508. Nağme: Kopukluk.. ve Peygamberâne Şefkat

508. Nağme: Kopukluk.. ve Peygamberâne Şefkat

Muhterem Fethullah Gülen Hocaefendi özetle şu hususları dile getirdi:

“Kaç kişinin katilisin?!.”

*Şahısların fıtratları da nazar-ı itibara alınarak herkes için en uygun üslup tespit edilmeli ve farklı argümanlar kullanılmalıdır. Aksi halde, dine çağırma ile dinden kaçırma öyle birbirine karışır ve Sonsuz Nur’a koşması beklenenler O’ndan o denli uzaklaşırlar ki, onları bir daha döndürmek hiç mümkün olmaz. Bu itibarla, usulün başı olan “Lâ ilâhe illallah Muhammedün Rasûlullah” hakikati anlatılırken dahi belli bir üslup takip edilmelidir ki maksadın aksiyle tokat yenmesin.

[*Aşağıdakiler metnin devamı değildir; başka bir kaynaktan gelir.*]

use thiserror::Error;

/// Error type covering text acquisition, analysis validation, and result export.
#[derive(Error, Debug)]
pub enum AnalysisError {
    /// Neither or both of a file path and a URL were given for a text.
    #[error("Configuration error: {0}")]
    Config(String),

    /// Reading or fetching the text source failed. Carries the failing
    /// source identifier so the message names the file or URL.
    #[error("Error while getting data from {source_id}: {cause}")]
    Source {
        source_id: String,
        #[source]
        cause: Box<dyn std::error::Error + Send + Sync>,
    },

    /// N-gram range bounds outside `n_start >= 1` and `n_end <= 10`.
    #[error("Invalid n-gram range [{n_start}, {n_end}): n_start must be >= 1 and n_end <= 10")]
    InvalidNgramRange { n_start: usize, n_end: usize },

    /// A field rejected its value at construction time.
    #[error("Validation error: {0}")]
    Validation(String),

    #[error("IO error: {0}")]
    Io(#[from] std::io::Error),

    #[error("CSV error: {0}")]
    Csv(#[from] csv::Error),

    #[error("JSON error: {0}")]
    Json(#[from] serde_json::Error),
}

pub type Result<T> = std::result::Result<T, AnalysisError>;
///Splits raw text into single words as Vec<String>.
///Folds the soft separators `-`, `=` and `.` into commas, drops every line
///whose first character is `#` (comment line), then treats commas and
///whitespace as word boundaries. Word order follows document order: line by
///line, left to right. Empty candidates are discarded, so the returned
///sequence never contains empty strings.
/// # Example
/// ```
/// use zipf_analysis::tokenize;
/// let words = tokenize("a-b.c=d\n# comment\ne f");
/// let expected = vec!["a", "b", "c", "d", "e", "f"];
/// assert_eq!(words, expected);
/// ```
pub fn tokenize(raw: &str) -> Vec<String> {
    let folded = raw.replace(['-', '=', '.'], ",");

    let mut words = Vec::new();
    for line in folded.split('\n') {
        if line.starts_with('#') {
            continue;
        }
        for word in line.replace(',', " ").split_whitespace() {
            words.push(word.trim().to_string());
        }
    }
    words
}

#[cfg(test)]
mod tests {
    use super::*;

    #[test]
    fn separators_folded_and_comments_skipped() {
        let words = tokenize("a-b.c=d\n# comment\ne f");
        assert_eq!(words, vec!["a", "b", "c", "d", "e", "f"]);
    }

    #[test]
    fn order_is_document_order() {
        let words = tokenize("one two\nthree\nfour five");
        assert_eq!(words, vec!["one", "two", "three", "four", "five"]);
    }

    #[test]
    fn comment_must_start_the_line() {
        // '#' later in a line is an ordinary character, not a comment marker
        let words = tokenize("keep #this\n# but not this");
        assert_eq!(words, vec!["keep", "#this"]);
    }

    #[test]
    fn no_empty_tokens() {
        let words = tokenize("a,,  ,b\n\n--==..\n");
        assert_eq!(words, vec!["a", "b"]);
    }

    #[test]
    fn empty_input_yields_no_tokens() {
        assert!(tokenize("").is_empty());
        assert!(tokenize("# nothing but comments\n# here").is_empty());
    }
}
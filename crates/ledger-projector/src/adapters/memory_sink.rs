//! # In-Memory State Sink
//!
//! `StateSink` backed by ordered maps, one per table. Every save is an
//! upsert on the record's natural key:
//!
//! | Table | Key |
//! |-------|-----|
//! | proposals | proposal id |
//! | deposits | (proposal id, depositor, height) |
//! | votes | (proposal id, voter) |
//! | validators, descriptions, commissions | operator address |
//! | account balances | (address, height) |

use std::collections::{BTreeMap, BTreeSet};
use std::sync::RwLock;

use shared_types::Height;

use crate::domain::{
    AccountBalance, Deposit, Proposal, Validator, ValidatorCommission, ValidatorDescription, Vote,
};
use crate::ports::{SinkError, StateSink};

/// Store tables, used to inject write failures.
#[derive(Debug, Clone, Copy, PartialEq, Eq, PartialOrd, Ord)]
pub enum Table {
    Proposals,
    Deposits,
    Votes,
    Validators,
    ValidatorDescriptions,
    ValidatorCommissions,
    AccountBalances,
}

#[derive(Default)]
struct Tables {
    proposals: BTreeMap<u64, Proposal>,
    deposits: BTreeMap<(u64, String, Height), Deposit>,
    votes: BTreeMap<(u64, String), Vote>,
    validators: BTreeMap<String, Validator>,
    descriptions: BTreeMap<String, ValidatorDescription>,
    commissions: BTreeMap<String, ValidatorCommission>,
    balances: BTreeMap<(String, Height), AccountBalance>,
}

impl Tables {
    fn record_count(&self) -> usize {
        self.proposals.len()
            + self.deposits.len()
            + self.votes.len()
            + self.validators.len()
            + self.descriptions.len()
            + self.commissions.len()
            + self.balances.len()
    }
}

/// In-memory implementation of StateSink for testing and embedding.
#[derive(Default)]
pub struct InMemoryStateSink {
    tables: RwLock<Tables>,
    failing: RwLock<BTreeSet<Table>>,
}

impl InMemoryStateSink {
    pub fn new() -> Self {
        Self::default()
    }

    /// Make every later write to `table` fail with `SinkError::WriteFailed`.
    pub fn fail_writes_to(&self, table: Table) -> Result<(), SinkError> {
        self.failing
            .write()
            .map_err(|_| SinkError::LockPoisoned)?
            .insert(table);
        Ok(())
    }

    /// Accept writes to every table again.
    pub fn clear_failures(&self) -> Result<(), SinkError> {
        self.failing
            .write()
            .map_err(|_| SinkError::LockPoisoned)?
            .clear();
        Ok(())
    }

    pub fn proposal(&self, proposal_id: u64) -> Result<Option<Proposal>, SinkError> {
        self.read(|t| t.proposals.get(&proposal_id).cloned())
    }

    pub fn proposals(&self) -> Result<Vec<Proposal>, SinkError> {
        self.read(|t| t.proposals.values().cloned().collect())
    }

    pub fn deposits(&self) -> Result<Vec<Deposit>, SinkError> {
        self.read(|t| t.deposits.values().cloned().collect())
    }

    pub fn vote(&self, proposal_id: u64, voter: &str) -> Result<Option<Vote>, SinkError> {
        self.read(|t| t.votes.get(&(proposal_id, voter.to_string())).cloned())
    }

    pub fn votes(&self) -> Result<Vec<Vote>, SinkError> {
        self.read(|t| t.votes.values().cloned().collect())
    }

    pub fn validator(&self, operator_address: &str) -> Result<Option<Validator>, SinkError> {
        self.read(|t| t.validators.get(operator_address).cloned())
    }

    pub fn validator_description(
        &self,
        operator_address: &str,
    ) -> Result<Option<ValidatorDescription>, SinkError> {
        self.read(|t| t.descriptions.get(operator_address).cloned())
    }

    pub fn validator_commission(
        &self,
        operator_address: &str,
    ) -> Result<Option<ValidatorCommission>, SinkError> {
        self.read(|t| t.commissions.get(operator_address).cloned())
    }

    pub fn account_balance(
        &self,
        address: &str,
        height: Height,
    ) -> Result<Option<AccountBalance>, SinkError> {
        self.read(|t| t.balances.get(&(address.to_string(), height)).cloned())
    }

    pub fn account_balances(&self) -> Result<Vec<AccountBalance>, SinkError> {
        self.read(|t| t.balances.values().cloned().collect())
    }

    /// Number of rows across all tables.
    pub fn record_count(&self) -> Result<usize, SinkError> {
        self.read(Tables::record_count)
    }

    fn read<T>(&self, f: impl FnOnce(&Tables) -> T) -> Result<T, SinkError> {
        let tables = self.tables.read().map_err(|_| SinkError::LockPoisoned)?;
        Ok(f(&tables))
    }

    fn write(&self, table: Table, f: impl FnOnce(&mut Tables)) -> Result<(), SinkError> {
        let failing = self.failing.read().map_err(|_| SinkError::LockPoisoned)?;
        if failing.contains(&table) {
            return Err(SinkError::WriteFailed(format!("{table:?} unavailable")));
        }
        drop(failing);

        let mut tables = self.tables.write().map_err(|_| SinkError::LockPoisoned)?;
        f(&mut tables);
        Ok(())
    }
}

impl StateSink for InMemoryStateSink {
    fn save_proposals(&self, proposals: Vec<Proposal>) -> Result<(), SinkError> {
        self.write(Table::Proposals, |t| {
            for proposal in proposals {
                t.proposals.insert(proposal.proposal_id, proposal);
            }
        })
    }

    fn save_deposits(&self, deposits: Vec<Deposit>) -> Result<(), SinkError> {
        self.write(Table::Deposits, |t| {
            for deposit in deposits {
                let key = (deposit.proposal_id, deposit.depositor.clone(), deposit.height);
                t.deposits.insert(key, deposit);
            }
        })
    }

    fn save_vote(&self, vote: Vote) -> Result<(), SinkError> {
        self.write(Table::Votes, |t| {
            t.votes
                .insert((vote.proposal_id, vote.voter.clone()), vote);
        })
    }

    fn save_validator_data(&self, validator: Validator) -> Result<(), SinkError> {
        self.write(Table::Validators, |t| {
            t.validators
                .insert(validator.operator_address.clone(), validator);
        })
    }

    fn save_validator_description(
        &self,
        description: ValidatorDescription,
    ) -> Result<(), SinkError> {
        self.write(Table::ValidatorDescriptions, |t| {
            t.descriptions
                .insert(description.operator_address.clone(), description);
        })
    }

    fn save_validator_commission(
        &self,
        commission: ValidatorCommission,
    ) -> Result<(), SinkError> {
        self.write(Table::ValidatorCommissions, |t| {
            t.commissions
                .insert(commission.operator_address.clone(), commission);
        })
    }

    fn save_account_balances(&self, balances: Vec<AccountBalance>) -> Result<(), SinkError> {
        self.write(Table::AccountBalances, |t| {
            for balance in balances {
                t.balances
                    .insert((balance.address.clone(), balance.height), balance);
            }
        })
    }
}

#[cfg(test)]
mod tests {
    use super::*;
    use std::panic::AssertUnwindSafe;
    use shared_types::{Coin, VoteOption};

    #[test]
    fn test_vote_upsert_keeps_latest_option() {
        let sink = InMemoryStateSink::new();
        sink.save_vote(Vote::new(1, "like1voter".to_string(), VoteOption::Yes, 10))
            .unwrap();
        sink.save_vote(Vote::new(1, "like1voter".to_string(), VoteOption::No, 12))
            .unwrap();

        assert_eq!(sink.votes().unwrap().len(), 1);
        assert_eq!(sink.vote(1, "like1voter").unwrap().unwrap().option, VoteOption::No);
    }

    #[test]
    fn test_deposits_keyed_by_height() {
        let sink = InMemoryStateSink::new();
        let amount = vec![Coin::new(5, "nanolike")];
        let deposit = |height| Deposit::new(1, "like1depositor".to_string(), amount.clone(), height);

        sink.save_deposits(vec![deposit(10)]).unwrap();
        sink.save_deposits(vec![deposit(10)]).unwrap();
        assert_eq!(sink.deposits().unwrap().len(), 1);

        sink.save_deposits(vec![deposit(11)]).unwrap();
        assert_eq!(sink.deposits().unwrap().len(), 2);
    }

    #[test]
    fn test_injected_failure_blocks_only_that_table() {
        let sink = InMemoryStateSink::new();
        sink.fail_writes_to(Table::Votes).unwrap();

        let result = sink.save_vote(Vote::new(1, "like1voter".to_string(), VoteOption::Yes, 10));
        assert!(matches!(result, Err(SinkError::WriteFailed(_))));

        sink.save_deposits(vec![Deposit::new(1, "like1depositor".to_string(), vec![], 10)])
            .unwrap();
        assert_eq!(sink.record_count().unwrap(), 1);

        sink.clear_failures().unwrap();
        sink.save_vote(Vote::new(1, "like1voter".to_string(), VoteOption::Yes, 10))
            .unwrap();
        assert_eq!(sink.record_count().unwrap(), 2);
    }

    #[test]
    fn test_poisoned_tables_fail_reads_and_writes() {
        let sink = InMemoryStateSink::new();
        let _ = std::panic::catch_unwind(AssertUnwindSafe(|| {
            let _guard = sink.tables.write().unwrap();
            panic!("table writer panicked");
        }));

        assert_eq!(sink.record_count(), Err(SinkError::LockPoisoned));
        assert!(matches!(sink.proposal(1), Err(SinkError::LockPoisoned)));
        assert_eq!(
            sink.save_vote(Vote::new(1, "like1voter".to_string(), VoteOption::Yes, 10)),
            Err(SinkError::LockPoisoned)
        );
    }
}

*Belki çoğumuzun tebliğ yapayım derken insan kaçırmamızın altında da temelde bu üslup hataları vardır. Nitekim eskiden mürşitler bir araya gelince, birbirlerine “Kaç kişinin katilisin?” diye sorarlarmış. Yani; sen dini anlattığından dolayı kaç kişi dinden uzaklaştı ve kendini manevî ölüme saldı!..

“Müjdeleyin, nefret ettirmeyin, kolaylaştırın, zorlaştırmayın!”

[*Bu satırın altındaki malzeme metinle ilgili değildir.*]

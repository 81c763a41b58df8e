//! # Inbound Ports (Driving Ports)
//!
//! The API the indexing host drives for every message of every replayed
//! transaction.

use shared_types::{Msg, Tx};

use crate::domain::ProjectorError;

/// Entry point for message projection.
pub trait ProjectionApi {
    /// Project message `index` of `tx` into the store.
    ///
    /// ## Returns
    ///
    /// - `Ok(())`: the message was stored, or skipped because it is not
    ///   tracked or the transaction carries no event log
    /// - `Err(ProjectorError)`: the message could not be projected; the host
    ///   decides whether to retry, skip or halt
    fn handle_msg(&self, index: usize, msg: &Msg, tx: &Tx) -> Result<(), ProjectorError>;
}
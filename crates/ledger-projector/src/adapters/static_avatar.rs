use std::collections::{BTreeMap, BTreeSet};
use std::sync::atomic::{AtomicUsize, Ordering};
use std::sync::RwLock;

use crate::ports::{AvatarError, AvatarResolver};

/// Avatar resolver backed by a fixed identity table, for testing.
///
/// Unknown identities resolve to an empty URL. Identities registered with
/// [`fail`](Self::fail) return an error status, like an identity service
/// rejecting a malformed key suffix.
#[derive(Default)]
pub struct StaticAvatarResolver {
    avatars: RwLock<BTreeMap<String, String>>,
    failing: RwLock<BTreeSet<String>>,
    lookups: AtomicUsize,
}

impl StaticAvatarResolver {
    pub fn new() -> Self {
        Self::default()
    }

    pub fn insert(
        &self,
        identity: impl Into<String>,
        url: impl Into<String>,
    ) -> Result<(), AvatarError> {
        self.avatars
            .write()
            .map_err(|_| AvatarError::LockPoisoned)?
            .insert(identity.into(), url.into());
        Ok(())
    }

    pub fn fail(&self, identity: impl Into<String>) -> Result<(), AvatarError> {
        self.failing
            .write()
            .map_err(|_| AvatarError::LockPoisoned)?
            .insert(identity.into());
        Ok(())
    }

    pub fn lookup_count(&self) -> usize {
        self.lookups.load(Ordering::SeqCst)
    }
}

impl AvatarResolver for StaticAvatarResolver {
    fn avatar_url(&self, identity: &str) -> Result<String, AvatarError> {
        self.lookups.fetch_add(1, Ordering::SeqCst);

        let rejected = self
            .failing
            .read()
            .map_err(|_| AvatarError::LockPoisoned)?
            .contains(identity);
        if rejected {
            return Err(AvatarError::Status {
                code: 100,
                desc: format!("bad key suffix {identity:?}"),
            });
        }

        Ok(self
            .avatars
            .read()
            .map_err(|_| AvatarError::LockPoisoned)?
            .get(identity)
            .cloned()
            .unwrap_or_default())
    }
}
//! # Outbound Ports (Driven Ports)
//!
//! Collaborators the projection layer consumes: height-pinned chain state,
//! the idempotent state sink, and the identity service used for avatars.
//!
//! All calls are synchronous round trips. Retries belong to the host.

use shared_types::{ChainBalance, ChainDeposit, ChainProposal, ChainValidator, Coin, Coins, Height};
use thiserror::Error;

use crate::domain::{
    AccountBalance, Deposit, Proposal, Validator, ValidatorCommission, ValidatorDescription, Vote,
};

/// Point-in-time read access to chain state.
///
/// Every query is pinned to a height so results do not depend on how far
/// the chain has progressed since.
pub trait ChainStateAccessor: Send + Sync {
    /// Balances of the given native addresses.
    fn get_balances(
        &self,
        addresses: &[String],
        height: Height,
    ) -> Result<Vec<ChainBalance>, AccessorError>;

    /// Total supply of one denomination.
    fn get_supply(&self, height: Height, denom: &str) -> Result<Coin, AccessorError>;

    /// Balance of a single native address.
    fn get_account_balance(&self, address: &str, height: Height) -> Result<Coins, AccessorError>;

    /// The full proposal, including status and timestamps.
    fn proposal(&self, height: Height, proposal_id: u64) -> Result<ChainProposal, AccessorError>;

    /// Cumulative deposits made on a proposal, one entry per depositor.
    fn proposal_deposits(
        &self,
        height: Height,
        proposal_id: u64,
    ) -> Result<Vec<ChainDeposit>, AccessorError>;

    /// A validator by native operator address.
    fn validator(
        &self,
        height: Height,
        operator_address: &str,
    ) -> Result<ChainValidator, AccessorError>;
}

/// Idempotent persistence of projected records.
///
/// Every method is an upsert keyed by the record's natural identity, so
/// replaying a message writes the same rows again instead of duplicating
/// them. The three validator tables may be written in any order and any
/// subset.
pub trait StateSink: Send + Sync {
    fn save_proposals(&self, proposals: Vec<Proposal>) -> Result<(), SinkError>;

    fn save_deposits(&self, deposits: Vec<Deposit>) -> Result<(), SinkError>;

    fn save_vote(&self, vote: Vote) -> Result<(), SinkError>;

    fn save_validator_data(&self, validator: Validator) -> Result<(), SinkError>;

    fn save_validator_description(
        &self,
        description: ValidatorDescription,
    ) -> Result<(), SinkError>;

    fn save_validator_commission(&self, commission: ValidatorCommission)
        -> Result<(), SinkError>;

    fn save_account_balances(&self, balances: Vec<AccountBalance>) -> Result<(), SinkError>;
}

/// Resolves a validator's declared identity to an avatar URL.
pub trait AvatarResolver: Send + Sync {
    /// Avatar URL for `identity`, or an empty string when the identity has
    /// no picture.
    fn avatar_url(&self, identity: &str) -> Result<String, AvatarError>;
}

/// Chain state query errors.
#[derive(Debug, Clone, PartialEq, Eq, Error)]
pub enum AccessorError {
    /// The height or id is unknown.
    #[error("{what} not found at height {height}")]
    NotFound { what: String, height: Height },

    /// The backing node could not answer.
    #[error("chain state unavailable: {0}")]
    Unavailable(String),
}

/// Store write errors.
#[derive(Debug, Clone, PartialEq, Eq, Error)]
pub enum SinkError {
    #[error("write failed: {0}")]
    WriteFailed(String),

    #[error("store lock poisoned")]
    LockPoisoned,
}

/// Identity service errors.
#[derive(Debug, Error)]
pub enum AvatarError {
    #[error("identity service request failed: {0}")]
    Http(#[from] reqwest::Error),

    #[error("identity service returned status {code}: {desc}")]
    Status { code: i64, desc: String },

    #[error("failed to parse identity service response: {0}")]
    Parse(String),

    #[error("resolver lock poisoned")]
    LockPoisoned,
}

*Din-i mübîn “yüsr” üzere vaz’ edilmiştir; fıtratları ve karakterleri gözetmeden, onu şiddetlendiren ve ağırlaştıran kimse, dinin ruhuna aykırı bir iş yapmış olur. Zira kolaylık üzere bina edilmiş ve müsamahaya dayalı gelmiş bu dini zorlaştırmamak ve ondan nefret ettirmemek; bilakis yaşanabilir olduğunu göstermek ve sevdirmek, Rasûl-ü Ekrem (sallallâhu aleyhi ve sellem) Efendimiz’in emridir. Halis mü’min, insanları neyin kaçırıp, neyin celb edeceğini çok iyi hesaplamalı ve her zaman بَشِّرُوا وَلَا تُنَفِّرُوا يَسِّرُوا وَلَا تُعَسِّرُوا “Müjdeleyin, nefret ettirmeyin, kolaylaştırın, zorlaştırmayın!” nurefşan beyanı istikametinde hareket ederek, şefkat ve mülâyemetle gönülleri kazanmaya çalışmalıdır.

Genç, gayr-i ihtiyarî “anam” deyince, kanlar içindeki kalb gencin eline sarılır “yavrum” der inler.

*Aslından ziyade, vermek istediği mesaja bakılması gereken menkıbelerin birinde bir genç anlatılır. Sevdiği kız, gencin annesinin kalbi karşılığında onunla evlenmeyi kabul eder. Habîbe, “annenin kalbini getir, gönlüme mukabil” deyince, aşk şarabıyla sarhoş olmuş, her şeyi unutup gözü dönmüş genç gider, annesini öldürür. Kalbine bıçağı vuracağı sırada bıçak kayıp kendi elini de keser. Genç, gayr-i ihtiyarî “anam” deyince, kanlar içindeki kalb gencin eline sarılır “yavrum” der inler. O kalbin sesi, aslında bütün annelerin sinelerinin sesidir. İşte bizim yolumuz böyle bir şefkati gerektirir; hizmet gönüllüleri kopup gitmiş olanlara karşı bile bu ölçüde bir şefkat ortaya koymalıdırlar. Çünkü hakiki bir mü’min hiç kimsenin kopuk olarak ötelere gitmesini ve ebediyen kaybetmesini istemez.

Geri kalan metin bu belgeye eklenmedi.